Task brief:
Work through the records below and copy every line that includes "DayWindow".
----- Material for this exercise -----
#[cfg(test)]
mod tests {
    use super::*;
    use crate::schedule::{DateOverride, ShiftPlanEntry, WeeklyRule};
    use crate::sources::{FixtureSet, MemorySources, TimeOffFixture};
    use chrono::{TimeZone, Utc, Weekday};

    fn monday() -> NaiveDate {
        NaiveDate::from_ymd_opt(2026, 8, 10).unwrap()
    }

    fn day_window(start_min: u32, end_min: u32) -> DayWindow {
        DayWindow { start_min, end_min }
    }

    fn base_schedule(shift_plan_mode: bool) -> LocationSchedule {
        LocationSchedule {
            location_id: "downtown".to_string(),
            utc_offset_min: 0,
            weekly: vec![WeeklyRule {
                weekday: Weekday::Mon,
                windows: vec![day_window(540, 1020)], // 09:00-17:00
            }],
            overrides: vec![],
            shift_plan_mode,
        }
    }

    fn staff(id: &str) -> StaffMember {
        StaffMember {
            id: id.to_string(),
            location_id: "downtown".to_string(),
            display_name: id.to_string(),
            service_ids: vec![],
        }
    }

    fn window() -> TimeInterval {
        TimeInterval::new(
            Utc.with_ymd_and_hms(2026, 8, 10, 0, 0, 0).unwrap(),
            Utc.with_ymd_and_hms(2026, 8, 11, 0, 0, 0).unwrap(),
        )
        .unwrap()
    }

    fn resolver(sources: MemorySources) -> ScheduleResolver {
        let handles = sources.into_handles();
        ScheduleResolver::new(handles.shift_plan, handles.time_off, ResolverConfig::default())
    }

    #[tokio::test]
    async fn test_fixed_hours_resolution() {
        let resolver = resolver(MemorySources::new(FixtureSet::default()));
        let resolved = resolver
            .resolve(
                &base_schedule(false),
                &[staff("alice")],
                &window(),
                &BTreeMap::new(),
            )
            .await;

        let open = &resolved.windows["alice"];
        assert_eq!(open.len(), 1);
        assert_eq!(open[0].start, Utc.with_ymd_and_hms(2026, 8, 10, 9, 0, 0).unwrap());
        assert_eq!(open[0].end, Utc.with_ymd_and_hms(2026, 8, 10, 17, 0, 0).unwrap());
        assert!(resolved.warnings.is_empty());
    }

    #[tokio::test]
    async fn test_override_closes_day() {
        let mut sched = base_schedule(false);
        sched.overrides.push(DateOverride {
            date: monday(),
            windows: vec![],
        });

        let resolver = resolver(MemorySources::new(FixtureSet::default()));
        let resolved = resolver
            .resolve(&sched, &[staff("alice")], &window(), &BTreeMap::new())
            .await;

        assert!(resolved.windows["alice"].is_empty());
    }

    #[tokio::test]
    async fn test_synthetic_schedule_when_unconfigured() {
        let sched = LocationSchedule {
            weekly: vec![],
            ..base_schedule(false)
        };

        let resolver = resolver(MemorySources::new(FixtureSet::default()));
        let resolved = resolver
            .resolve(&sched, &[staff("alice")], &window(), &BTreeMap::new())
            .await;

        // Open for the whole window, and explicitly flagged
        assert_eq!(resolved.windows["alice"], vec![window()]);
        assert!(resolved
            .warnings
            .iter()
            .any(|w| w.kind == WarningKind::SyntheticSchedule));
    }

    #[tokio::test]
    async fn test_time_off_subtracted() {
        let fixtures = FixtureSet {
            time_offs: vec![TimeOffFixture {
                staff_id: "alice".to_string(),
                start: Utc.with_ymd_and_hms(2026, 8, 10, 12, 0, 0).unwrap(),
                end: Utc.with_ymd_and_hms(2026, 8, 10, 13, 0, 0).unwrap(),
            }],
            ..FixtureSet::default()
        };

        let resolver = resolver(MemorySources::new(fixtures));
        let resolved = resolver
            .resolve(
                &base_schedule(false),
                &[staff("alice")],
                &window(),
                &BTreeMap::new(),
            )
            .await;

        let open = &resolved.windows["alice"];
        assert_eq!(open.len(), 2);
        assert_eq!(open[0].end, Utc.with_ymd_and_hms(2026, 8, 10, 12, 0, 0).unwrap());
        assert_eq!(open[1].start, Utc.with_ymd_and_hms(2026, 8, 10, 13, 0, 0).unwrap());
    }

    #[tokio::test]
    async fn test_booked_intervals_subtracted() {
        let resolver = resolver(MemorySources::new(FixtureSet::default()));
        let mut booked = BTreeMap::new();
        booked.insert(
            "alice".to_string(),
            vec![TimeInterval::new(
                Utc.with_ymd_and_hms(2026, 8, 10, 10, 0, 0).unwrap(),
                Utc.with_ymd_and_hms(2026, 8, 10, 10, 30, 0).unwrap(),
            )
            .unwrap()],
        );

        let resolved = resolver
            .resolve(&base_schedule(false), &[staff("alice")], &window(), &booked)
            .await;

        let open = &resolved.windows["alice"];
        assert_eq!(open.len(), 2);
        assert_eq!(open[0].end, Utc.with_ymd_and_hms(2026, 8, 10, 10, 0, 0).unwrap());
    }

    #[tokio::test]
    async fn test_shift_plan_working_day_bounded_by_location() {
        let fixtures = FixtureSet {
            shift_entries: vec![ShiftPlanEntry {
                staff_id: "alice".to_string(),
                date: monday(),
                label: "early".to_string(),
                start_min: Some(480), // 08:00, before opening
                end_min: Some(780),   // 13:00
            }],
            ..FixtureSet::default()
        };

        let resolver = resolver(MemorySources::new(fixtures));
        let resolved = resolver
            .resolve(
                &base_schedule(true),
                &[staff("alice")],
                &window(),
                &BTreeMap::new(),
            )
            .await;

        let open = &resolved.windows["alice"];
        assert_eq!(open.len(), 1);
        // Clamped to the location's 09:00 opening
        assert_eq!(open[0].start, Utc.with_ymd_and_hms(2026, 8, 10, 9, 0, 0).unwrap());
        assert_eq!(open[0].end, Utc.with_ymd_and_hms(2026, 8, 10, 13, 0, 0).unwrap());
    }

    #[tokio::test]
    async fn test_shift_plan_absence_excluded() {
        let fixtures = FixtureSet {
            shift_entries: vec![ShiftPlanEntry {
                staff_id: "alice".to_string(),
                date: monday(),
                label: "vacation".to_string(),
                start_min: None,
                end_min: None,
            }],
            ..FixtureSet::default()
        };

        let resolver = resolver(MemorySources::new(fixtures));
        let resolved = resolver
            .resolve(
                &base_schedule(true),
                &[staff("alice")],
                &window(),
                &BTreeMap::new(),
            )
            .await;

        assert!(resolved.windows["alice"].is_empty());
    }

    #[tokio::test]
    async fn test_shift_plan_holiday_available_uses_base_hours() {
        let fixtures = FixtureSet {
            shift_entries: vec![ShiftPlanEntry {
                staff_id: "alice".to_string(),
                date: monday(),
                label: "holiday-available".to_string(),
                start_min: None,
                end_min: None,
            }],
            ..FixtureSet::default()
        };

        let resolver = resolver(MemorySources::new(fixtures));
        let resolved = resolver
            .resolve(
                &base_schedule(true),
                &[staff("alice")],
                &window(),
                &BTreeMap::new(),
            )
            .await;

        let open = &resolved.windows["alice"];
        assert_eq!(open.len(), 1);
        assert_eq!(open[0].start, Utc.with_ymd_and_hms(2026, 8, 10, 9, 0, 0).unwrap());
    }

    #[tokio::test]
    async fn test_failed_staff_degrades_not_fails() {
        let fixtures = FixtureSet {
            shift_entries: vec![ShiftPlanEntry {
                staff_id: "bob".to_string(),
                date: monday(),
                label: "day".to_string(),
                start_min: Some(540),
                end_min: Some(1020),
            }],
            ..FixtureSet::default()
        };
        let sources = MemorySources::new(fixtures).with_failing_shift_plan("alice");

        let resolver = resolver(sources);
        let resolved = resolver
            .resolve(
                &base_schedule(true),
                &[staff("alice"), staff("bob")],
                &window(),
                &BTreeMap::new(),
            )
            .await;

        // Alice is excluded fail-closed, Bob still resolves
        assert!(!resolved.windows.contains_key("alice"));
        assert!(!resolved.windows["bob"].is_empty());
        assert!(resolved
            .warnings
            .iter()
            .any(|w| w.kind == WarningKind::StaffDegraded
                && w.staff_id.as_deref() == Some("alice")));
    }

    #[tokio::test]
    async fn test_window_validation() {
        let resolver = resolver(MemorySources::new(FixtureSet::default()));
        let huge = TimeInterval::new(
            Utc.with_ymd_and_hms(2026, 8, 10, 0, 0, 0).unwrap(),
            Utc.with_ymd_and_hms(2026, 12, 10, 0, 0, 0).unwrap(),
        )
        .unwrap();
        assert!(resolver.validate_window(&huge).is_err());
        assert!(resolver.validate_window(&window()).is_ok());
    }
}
-----
Answer to this problem:
    fn day_window(start_min: u32, end_min: u32) -> DayWindow {
        DayWindow { start_min, end_min }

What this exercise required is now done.